(Items from a data source)
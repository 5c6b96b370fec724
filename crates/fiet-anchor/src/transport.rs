//! HTTP transport seam
//!
//! Components describe requests as [`HttpRequest`] values and decide for
//! themselves what a status means; the transport only moves bytes.

use async_trait::async_trait;
use fiet_types::{ErrorKind, FietError, Result, Stage};
use serde::de::DeserializeOwned;
use std::fmt;
use std::time::Duration;
use thiserror::Error;

/// HTTP method subset anchors use
#[derive(Debug, Clone, Copy, PartialEq, Eq, Hash)]
pub enum Method {
    Get,
    Post,
}

impl fmt::Display for Method {
    fn fmt(&self, f: &mut fmt::Formatter<'_>) -> fmt::Result {
        match self {
            Self::Get => write!(f, "GET"),
            Self::Post => write!(f, "POST"),
        }
    }
}

/// A request to an anchor endpoint
#[derive(Debug, Clone, PartialEq)]
pub struct HttpRequest {
    pub method: Method,
    pub url: String,
    pub query: Vec<(String, String)>,
    pub bearer: Option<String>,
    pub body: Option<serde_json::Value>,
}

impl HttpRequest {
    pub fn get(url: impl Into<String>) -> Self {
        Self {
            method: Method::Get,
            url: url.into(),
            query: Vec::new(),
            bearer: None,
            body: None,
        }
    }

    pub fn post(url: impl Into<String>, body: serde_json::Value) -> Self {
        Self {
            method: Method::Post,
            url: url.into(),
            query: Vec::new(),
            bearer: None,
            body: Some(body),
        }
    }

    pub fn query(mut self, key: impl Into<String>, value: impl Into<String>) -> Self {
        self.query.push((key.into(), value.into()));
        self
    }

    pub fn bearer(mut self, token: impl Into<String>) -> Self {
        self.bearer = Some(token.into());
        self
    }

    /// Look up a query parameter
    pub fn query_value(&self, key: &str) -> Option<&str> {
        self.query
            .iter()
            .find(|(k, _)| k == key)
            .map(|(_, v)| v.as_str())
    }
}

/// Status and body of an anchor response
#[derive(Debug, Clone, PartialEq, Eq)]
pub struct HttpResponse {
    pub status: u16,
    pub body: String,
}

impl HttpResponse {
    pub fn new(status: u16, body: impl Into<String>) -> Self {
        Self {
            status,
            body: body.into(),
        }
    }

    pub fn is_success(&self) -> bool {
        (200..300).contains(&self.status)
    }

    /// Decode the body, attributing failures to `stage`
    pub fn json<T: DeserializeOwned>(&self, stage: Stage) -> Result<T> {
        serde_json::from_str(&self.body)
            .map_err(|e| FietError::invalid_response(stage, format!("malformed body: {e}")))
    }

    /// Human-readable reason for a failed response
    pub fn error_message(&self) -> String {
        let from_json = serde_json::from_str::<serde_json::Value>(&self.body)
            .ok()
            .and_then(|v| v.get("error").and_then(|e| e.as_str()).map(str::to_string));

        from_json.unwrap_or_else(|| {
            let body = self.body.trim();
            if body.is_empty() {
                format!("HTTP {}", self.status)
            } else {
                body.chars().take(200).collect()
            }
        })
    }

    /// Pass through success, turn anything else into a network error
    pub fn require_success(self, stage: Stage) -> Result<Self> {
        if self.is_success() {
            Ok(self)
        } else {
            Err(FietError::network(
                stage,
                Some(self.status),
                self.error_message(),
            ))
        }
    }
}

/// Failure to obtain any response at all
#[derive(Debug, Clone, PartialEq, Eq, Error)]
pub enum TransportError {
    #[error("Request to {url} failed: {message}")]
    Request { url: String, message: String },

    #[error("Request to {url} timed out")]
    Timeout { url: String },
}

impl TransportError {
    pub fn at(self, stage: Stage) -> FietError {
        ErrorKind::Network {
            status: None,
            message: self.to_string(),
        }
        .at(stage)
    }
}

/// Trait for HTTP transports
#[async_trait]
pub trait HttpTransport: Send + Sync {
    async fn send(&self, request: HttpRequest) -> std::result::Result<HttpResponse, TransportError>;
}

// ============================================================================
// reqwest Transport
// ============================================================================

/// Production transport backed by reqwest
#[derive(Debug, Clone)]
pub struct ReqwestTransport {
    client: reqwest::Client,
}

impl ReqwestTransport {
    pub fn new(timeout: Duration) -> Result<Self> {
        let client = reqwest::Client::builder()
            .timeout(timeout)
            .build()
            .map_err(|e| {
                ErrorKind::Config {
                    message: format!("failed to build HTTP client: {e}"),
                }
                .at(Stage::Local)
            })?;
        Ok(Self { client })
    }

    pub fn with_client(client: reqwest::Client) -> Self {
        Self { client }
    }
}

#[async_trait]
impl HttpTransport for ReqwestTransport {
    async fn send(&self, request: HttpRequest) -> std::result::Result<HttpResponse, TransportError> {
        let url = request.url.clone();
        let mut builder = match request.method {
            Method::Get => self.client.get(&request.url),
            Method::Post => self.client.post(&request.url),
        };
        if !request.query.is_empty() {
            builder = builder.query(&request.query);
        }
        if let Some(token) = &request.bearer {
            builder = builder.bearer_auth(token);
        }
        if let Some(body) = &request.body {
            builder = builder.json(body);
        }

        tracing::debug!(method = %request.method, url = %url, "anchor request");

        let map_err = |e: reqwest::Error| {
            if e.is_timeout() {
                TransportError::Timeout { url: url.clone() }
            } else {
                TransportError::Request {
                    url: url.clone(),
                    message: e.to_string(),
                }
            }
        };

        let response = builder.send().await.map_err(map_err)?;
        let status = response.status().as_u16();
        let body = response.text().await.map_err(map_err)?;

        Ok(HttpResponse { status, body })
    }
}

#[cfg(test)]
mod tests {
    use super::*;

    #[test]
    fn test_error_message_prefers_json_error_field() {
        let response = HttpResponse::new(400, r#"{"error": "invalid account"}"#);
        assert_eq!(response.error_message(), "invalid account");

        let response = HttpResponse::new(502, "");
        assert_eq!(response.error_message(), "HTTP 502");

        let response = HttpResponse::new(500, "upstream exploded");
        assert_eq!(response.error_message(), "upstream exploded");
    }

    #[test]
    fn test_require_success_carries_status() {
        let err = HttpResponse::new(403, r#"{"error":"forbidden"}"#)
            .require_success(Stage::Deposit)
            .unwrap_err();
        assert_eq!(err.stage, Stage::Deposit);
        assert_eq!(err.status(), Some(403));

        assert!(HttpResponse::new(204, "").require_success(Stage::Deposit).is_ok());
    }

    #[test]
    fn test_request_builder() {
        let request = HttpRequest::get("https://anchor.example/auth")
            .query("account", "GABC")
            .bearer("token");
        assert_eq!(request.query_value("account"), Some("GABC"));
        assert_eq!(request.query_value("missing"), None);
        assert_eq!(request.bearer.as_deref(), Some("token"));
    }

    #[test]
    fn test_transport_error_is_network_error() {
        let err = TransportError::Timeout {
            url: "https://anchor.example".to_string(),
        }
        .at(Stage::Quote);
        assert_eq!(err.error_code(), "NETWORK_ERROR");
        assert_eq!(err.status(), None);
    }
}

■ **TO DO**
When you reach the line that contains "subset anchors use", stop; that line and every line before it, from the very first line of the data, should be restated word for word.

■ **YOUR SOLUTION**
repository 5c6b96b370fec724
filename crates/fiet-anchor/src/transport.rs
//! HTTP transport seam
//!
//! Components describe requests as [`HttpRequest`] values and decide for
//! themselves what a status means; the transport only moves bytes.

use async_trait::async_trait;
use fiet_types::{ErrorKind, FietError, Result, Stage};
use serde::de::DeserializeOwned;
use std::fmt;
use std::time::Duration;
use thiserror::Error;

/// HTTP method subset anchors use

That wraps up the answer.